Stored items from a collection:

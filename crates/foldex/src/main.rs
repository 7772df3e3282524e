//! `foldex` - query and update a folder message index from the shell.
//!
//! ```bash
//! foldex search INBOX '(match-all (not (system-flag "Seen")))'
//! foldex count INBOX '(system-flag "Flagged")'
//! foldex set-flags INBOX 42 Seen,Flagged Seen
//! foldex vfolder '(header-contains "from" "alice")' INBOX Archive
//! ```

#![warn(clippy::all)]
#![warn(clippy::pedantic)]
#![forbid(unsafe_code)]

use std::collections::HashMap;
use std::path::{Path, PathBuf};

use anyhow::{Context, Result, bail};
use clap::{Parser, Subcommand};
use foldex_core::{
    CancellationToken, Folder, IndexConfig, MailFolder, SqliteBackend, SystemFlags, VeeFolder,
};
use tracing::{debug, info};
use tracing_subscriber::{layer::SubscriberExt, util::SubscriberInitExt};

#[derive(Parser)]
#[command(name = "foldex")]
#[command(about = "Search and update a folder message index", long_about = None)]
struct Cli {
    /// Index database file
    #[arg(long, global = true)]
    db: Option<PathBuf>,

    /// Configuration file
    #[arg(long, global = true)]
    config: Option<PathBuf>,

    #[command(subcommand)]
    command: Commands,
}

#[derive(Subcommand)]
enum Commands {
    /// Print the UIDs matching an expression
    Search {
        /// Folder name
        folder: String,
        /// Search expression
        expr: String,
    },
    /// Print the number of messages matching an expression
    Count {
        /// Folder name
        folder: String,
        /// Search expression
        expr: String,
    },
    /// Replace the flags selected by a mask
    SetFlags {
        /// Folder name
        folder: String,
        /// Message UID
        uid: String,
        /// Flags to change, comma separated (e.g. Seen,Flagged)
        mask: String,
        /// New values for the masked flags, comma separated
        bits: String,
    },
    /// Print every UID with its flags
    List {
        /// Folder name
        folder: String,
    },
    /// Print the members of a virtual folder over the given folders
    Vfolder {
        /// Search expression
        expr: String,
        /// Source folder names
        #[arg(required = true)]
        folders: Vec<String>,
    },
}

#[tokio::main]
async fn main() -> Result<()> {
    tracing_subscriber::registry()
        .with(
            tracing_subscriber::EnvFilter::try_from_default_env()
                .unwrap_or_else(|_| "foldex=info,foldex_core=info".into()),
        )
        .with(tracing_subscriber::fmt::layer().with_writer(std::io::stderr))
        .init();

    let cli = Cli::parse();

    let config_path = match cli.config {
        Some(path) => path,
        None => default_dir(dirs::config_dir())?.join("config.json"),
    };
    let config = IndexConfig::load(&config_path)
        .with_context(|| format!("loading {}", config_path.display()))?;

    let db_path = match cli.db.or_else(|| config.database_path.clone()) {
        Some(path) => path,
        None => default_dir(dirs::data_dir())?.join("index.db"),
    };
    let backend = open_backend(&db_path).await?;
    let cancel = CancellationToken::new();

    match cli.command {
        Commands::Search { folder, expr } => {
            let folder = open_folder(&backend, &config, &folder).await?;
            for uid in folder.search(&expr, None, &cancel)? {
                println!("{uid}");
            }
        }
        Commands::Count { folder, expr } => {
            let folder = open_folder(&backend, &config, &folder).await?;
            println!("{}", folder.count(&expr, &cancel)?);
        }
        Commands::SetFlags {
            folder,
            uid,
            mask,
            bits,
        } => {
            let mask = parse_flags(&mask)?;
            let bits = parse_flags(&bits)?;
            let folder = open_folder(&backend, &config, &folder).await?;
            if folder.get(&uid).is_none() {
                bail!("no message {uid} in {}", folder.full_name());
            }
            if folder.set_flags(&uid, mask, bits) {
                let written = folder.save(&backend).await?;
                debug!(written, "Saved folder");
                println!("changed");
            } else {
                println!("unchanged");
            }
        }
        Commands::List { folder } => {
            let folder = open_folder(&backend, &config, &folder).await?;
            for uid in folder.uids() {
                if let Some(record) = folder.get(&uid) {
                    println!("{uid}\t{}", record.flags.names().join(","));
                }
            }
        }
        Commands::Vfolder { expr, folders } => {
            let vee = VeeFolder::new("vfolder", &expr, &config)?;
            let mut names = HashMap::new();
            for name in &folders {
                let folder = open_folder(&backend, &config, name).await?;
                names.insert(vee.add_source(&folder)?, name.as_str());
            }
            for vuid in vee.uids() {
                if let Some(record) = vee.virtual_record(&vuid) {
                    let source = names.get(record.source_hash()).copied().unwrap_or_default();
                    println!("{source}\t{}", record.source_uid());
                }
            }
        }
    }

    Ok(())
}

fn default_dir(base: Option<PathBuf>) -> Result<PathBuf> {
    base.map(|dir| dir.join("foldex"))
        .context("cannot determine a default directory; pass it explicitly")
}

async fn open_backend(path: &Path) -> Result<SqliteBackend> {
    if let Some(parent) = path.parent() {
        std::fs::create_dir_all(parent)
            .with_context(|| format!("creating {}", parent.display()))?;
    }
    let path_str = path.to_string_lossy();
    info!(path = %path_str, "Opening index");
    SqliteBackend::new(&path_str)
        .await
        .with_context(|| format!("opening {}", path.display()))
}

async fn open_folder(backend: &SqliteBackend, config: &IndexConfig, name: &str) -> Result<Folder> {
    let folder = Folder::builder(name).config(&config.search).build();
    folder
        .load(backend)
        .await
        .with_context(|| format!("loading folder {name}"))?;
    debug!(folder = name, messages = folder.uids().len(), "Loaded folder");
    Ok(folder)
}

fn parse_flags(list: &str) -> Result<SystemFlags> {
    SystemFlags::parse_list(list).with_context(|| format!("unknown flag in '{list}'"))
}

**What you should do**.
An exact copy of every entry above is the expected answer.

**Written answer**.
filename crates/foldex/src/main.rs
repository 7772df3e3282524e
//! `foldex` - query and update a folder message index from the shell.
//!
//! ```bash
//! foldex search INBOX '(match-all (not (system-flag "Seen")))'
//! foldex count INBOX '(system-flag "Flagged")'
//! foldex set-flags INBOX 42 Seen,Flagged Seen
//! foldex vfolder '(header-contains "from" "alice")' INBOX Archive
//! ```

#![warn(clippy::all)]
#![warn(clippy::pedantic)]
#![forbid(unsafe_code)]

use std::collections::HashMap;
use std::path::{Path, PathBuf};

use anyhow::{Context, Result, bail};
use clap::{Parser, Subcommand};
use foldex_core::{
    CancellationToken, Folder, IndexConfig, MailFolder, SqliteBackend, SystemFlags, VeeFolder,
};
use tracing::{debug, info};
use tracing_subscriber::{layer::SubscriberExt, util::SubscriberInitExt};

#[derive(Parser)]
#[command(name = "foldex")]
#[command(about = "Search and update a folder message index", long_about = None)]
struct Cli {
    /// Index database file
    #[arg(long, global = true)]
    db: Option<PathBuf>,

    /// Configuration file
    #[arg(long, global = true)]
    config: Option<PathBuf>,

    #[command(subcommand)]
    command: Commands,
}

#[derive(Subcommand)]
enum Commands {
    /// Print the UIDs matching an expression
    Search {
        /// Folder name
        folder: String,
        /// Search expression
        expr: String,
    },
    /// Print the number of messages matching an expression
    Count {
        /// Folder name
        folder: String,
        /// Search expression
        expr: String,
    },
    /// Replace the flags selected by a mask
    SetFlags {
        /// Folder name
        folder: String,
        /// Message UID
        uid: String,
        /// Flags to change, comma separated (e.g. Seen,Flagged)
        mask: String,
        /// New values for the masked flags, comma separated
        bits: String,
    },
    /// Print every UID with its flags
    List {
        /// Folder name
        folder: String,
    },
    /// Print the members of a virtual folder over the given folders
    Vfolder {
        /// Search expression
        expr: String,
        /// Source folder names
        #[arg(required = true)]
        folders: Vec<String>,
    },
}

#[tokio::main]
async fn main() -> Result<()> {
    tracing_subscriber::registry()
        .with(
            tracing_subscriber::EnvFilter::try_from_default_env()
                .unwrap_or_else(|_| "foldex=info,foldex_core=info".into()),
        )
        .with(tracing_subscriber::fmt::layer().with_writer(std::io::stderr))
        .init();

    let cli = Cli::parse();

    let config_path = match cli.config {
        Some(path) => path,
        None => default_dir(dirs::config_dir())?.join("config.json"),
    };
    let config = IndexConfig::load(&config_path)
        .with_context(|| format!("loading {}", config_path.display()))?;

    let db_path = match cli.db.or_else(|| config.database_path.clone()) {
        Some(path) => path,
        None => default_dir(dirs::data_dir())?.join("index.db"),
    };
    let backend = open_backend(&db_path).await?;
    let cancel = CancellationToken::new();

    match cli.command {
        Commands::Search { folder, expr } => {
            let folder = open_folder(&backend, &config, &folder).await?;
            for uid in folder.search(&expr, None, &cancel)? {
                println!("{uid}");
            }
        }
        Commands::Count { folder, expr } => {
            let folder = open_folder(&backend, &config, &folder).await?;
            println!("{}", folder.count(&expr, &cancel)?);
        }
        Commands::SetFlags {
            folder,
            uid,
            mask,
            bits,
        } => {
            let mask = parse_flags(&mask)?;
            let bits = parse_flags(&bits)?;
            let folder = open_folder(&backend, &config, &folder).await?;
            if folder.get(&uid).is_none() {
                bail!("no message {uid} in {}", folder.full_name());
            }
            if folder.set_flags(&uid, mask, bits) {
                let written = folder.save(&backend).await?;
                debug!(written, "Saved folder");
                println!("changed");
            } else {
                println!("unchanged");
            }
        }
        Commands::List { folder } => {
            let folder = open_folder(&backend, &config, &folder).await?;
            for uid in folder.uids() {
                if let Some(record) = folder.get(&uid) {
                    println!("{uid}\t{}", record.flags.names().join(","));
                }
            }
        }
        Commands::Vfolder { expr, folders } => {
            let vee = VeeFolder::new("vfolder", &expr, &config)?;
            let mut names = HashMap::new();
            for name in &folders {
                let folder = open_folder(&backend, &config, name).await?;
                names.insert(vee.add_source(&folder)?, name.as_str());
            }
            for vuid in vee.uids() {
                if let Some(record) = vee.virtual_record(&vuid) {
                    let source = names.get(record.source_hash()).copied().unwrap_or_default();
                    println!("{source}\t{}", record.source_uid());
                }
            }
        }
    }

    Ok(())
}

fn default_dir(base: Option<PathBuf>) -> Result<PathBuf> {
    base.map(|dir| dir.join("foldex"))
        .context("cannot determine a default directory; pass it explicitly")
}

async fn open_backend(path: &Path) -> Result<SqliteBackend> {
    if let Some(parent) = path.parent() {
        std::fs::create_dir_all(parent)
            .with_context(|| format!("creating {}", parent.display()))?;
    }
    let path_str = path.to_string_lossy();
    info!(path = %path_str, "Opening index");
    SqliteBackend::new(&path_str)
        .await
        .with_context(|| format!("opening {}", path.display()))
}

async fn open_folder(backend: &SqliteBackend, config: &IndexConfig, name: &str) -> Result<Folder> {
    let folder = Folder::builder(name).config(&config.search).build();
    folder
        .load(backend)
        .await
        .with_context(|| format!("loading folder {name}"))?;
    debug!(folder = name, messages = folder.uids().len(), "Loaded folder");
    Ok(folder)
}

fn parse_flags(list: &str) -> Result<SystemFlags> {
    SystemFlags::parse_list(list).with_context(|| format!("unknown flag in '{list}'"))
}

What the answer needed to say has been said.